Nel corso della serata – e dopo aver gustato dei meravigliosi piatti messicani preparati dalle sapienti mani della dea – Achille si era progressivamente rilassato, cominciando a vedere con occhi nuovi la sua protettrice.

Non che la presenza di Apollo, e i suoi sguardi raggelanti, non lo avessero preoccupato, ma la pacata risolutezza di Athena lo aveva fatto sentire al sicuro, niente affatto in pericolo.

Era quasi paradossale per uno come lui che, in tante sue vite, aveva combattuto per la gloria sotto diversi nomi – pur se il suo primo nome era rimasto il più famoso – ma gli aveva fatto piacere sentirsi così.

Avendo deciso, in quella vita, di non puntare all’eroismo ma su qualcosa che mai, fino ad allora, aveva tentato prima, percepire il senso di protezione profuso dalla dea lo aveva fatto sentire al posto giusto, per una volta.

Fino a quel momento, infatti, la sua decisione di intraprendere l’altra via non aveva dato i risultati sperati e, a parte qualche breve infatuazione, nulla di buono era venuto dalla sua scelta.

Stranamente, però, ritrovarsi circondato da divinità e respirare di nuovo quell’aura di magia e incanto che, nella sua prima vita, aveva vissuto pienamente, lo aveva fatto sentire nuovamente vivo.

Che fosse quindi destinato a un solo genere di Fato? Che la madre lo avesse infine ingannato, prospettandogli due futuri possibili?

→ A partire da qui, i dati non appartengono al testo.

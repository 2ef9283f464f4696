use thiserror::Error;

#[derive(Debug, Error)]
pub enum PharmaflowError {
    #[error("Catalog document has an empty schema_version")]
    MissingSchemaVersion,

    #[error("Catalog contains a category with an empty name")]
    UnnamedCategory,

    #[error("Duplicate category '{0}' in catalog")]
    DuplicateCategory(String),

    #[error("Category '{0}' defines no products")]
    EmptyCategory(String),

    #[error("Category '{category}' contains a product with an empty name")]
    UnnamedProduct { category: String },

    #[error("Duplicate product '{product}' in category '{category}'")]
    DuplicateProduct { category: String, product: String },

    #[error("Product '{0}' defines no steps")]
    EmptySteps(String),

    #[error("Step {index} of product '{product}' has an empty name")]
    UnnamedStep { product: String, index: usize },

    #[error("Duplicate step '{step}' in product '{product}'")]
    DuplicateStep { product: String, step: String },

    #[error("Step '{step}' of product '{product}' has an invalid duration value: {value}")]
    InvalidDuration {
        product: String,
        step: String,
        value: f64,
    },

    #[error(
        "Step '{step}' of product '{product}' has an inverted temperature range: {min} > {max}"
    )]
    InvalidTemperatureRange {
        product: String,
        step: String,
        min: f64,
        max: f64,
    },

    #[error("Failed to parse catalog YAML: {0}")]
    YamlParsing(#[from] serde_yaml::Error),
}
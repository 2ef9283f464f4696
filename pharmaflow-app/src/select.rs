use anyhow::{bail, Context, Result};
use pharmaflow_core::aggregate::{self, CategoryStats};
use pharmaflow_core::catalog::ProcessCatalog;
use pharmaflow_schemas::process::ProcessDefinition;

/// Resolves command-line selectors of the form "category/product" against
/// the catalog, keeping selection order and dropping duplicate picks.
/// "category/*" expands to every product in that category.
pub fn resolve_selectors<'a>(
    catalog: &'a ProcessCatalog,
    selectors: &[String],
) -> Result<Vec<&'a ProcessDefinition>> {
    let mut selected: Vec<&ProcessDefinition> = Vec::new();

    for selector in selectors {
        let (category, product) = selector.split_once('/').with_context(|| {
            format!("Selector '{selector}' is not of the form category/product")
        })?;

        if product == "*" {
            let products = catalog.products(category);
            if products.is_empty() {
                bail!("Unknown category '{category}'");
            }
            for definition in products {
                push_unique(&mut selected, definition);
            }
        } else {
            let definition = catalog
                .get_process(category, product)
                .with_context(|| format!("No process '{product}' in category '{category}'"))?;
            push_unique(&mut selected, definition);
        }
    }

    Ok(selected)
}

fn push_unique<'a>(selected: &mut Vec<&'a ProcessDefinition>, definition: &'a ProcessDefinition) {
    let already_there = selected
        .iter()
        .any(|known| known.category == definition.category && known.name == definition.name);
    if !already_there {
        selected.push(definition);
    }
}

/// Category statistics ordered the way the catalog lists its categories.
pub fn category_stats_in_catalog_order(catalog: &ProcessCatalog) -> Vec<(String, CategoryStats)> {
    let mut stats = aggregate::group_by_category(catalog.definitions());
    catalog
        .list_categories()
        .iter()
        .filter_map(|category| stats.remove(category).map(|entry| (category.clone(), entry)))
        .collect()
}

La sua vita doveva essere una continua lotta, per poi culminare con la morte in giovane età e la gloria?

«Sembri avere dei pensieri profondi, per uno che ha visto il suo dio rivale perdere smaccatamente ad Assassin’s Creed» chiosò la dea, poggiando gli avambracci sul parapetto in legno della veranda.

Tutto era silenzioso, intorno a loro, - tolto ovviamente il canto disperato di Apollo - e le fioche luci della città di San Josè si intravedevano appena, attraverso il fitto fogliame dei salici piangenti che crescevano nel giardino.

Quel luogo non rassomigliava ad Atene e al suo tempio, né a nessuno dei luoghi cari alla dea, eppure ella aveva deciso di stabilirsi proprio lì, e in nessun’altra dimora.

Lui assentì prima di storcere il naso quando il dio solare intonò una nuova strofa, ancor più decadente della precedente.

Athena gli sorrise a mezzo, commentando con una certa ironia: «So che Apollo fa venire voglia di gettarsi da una rupe, quando strimpella così…»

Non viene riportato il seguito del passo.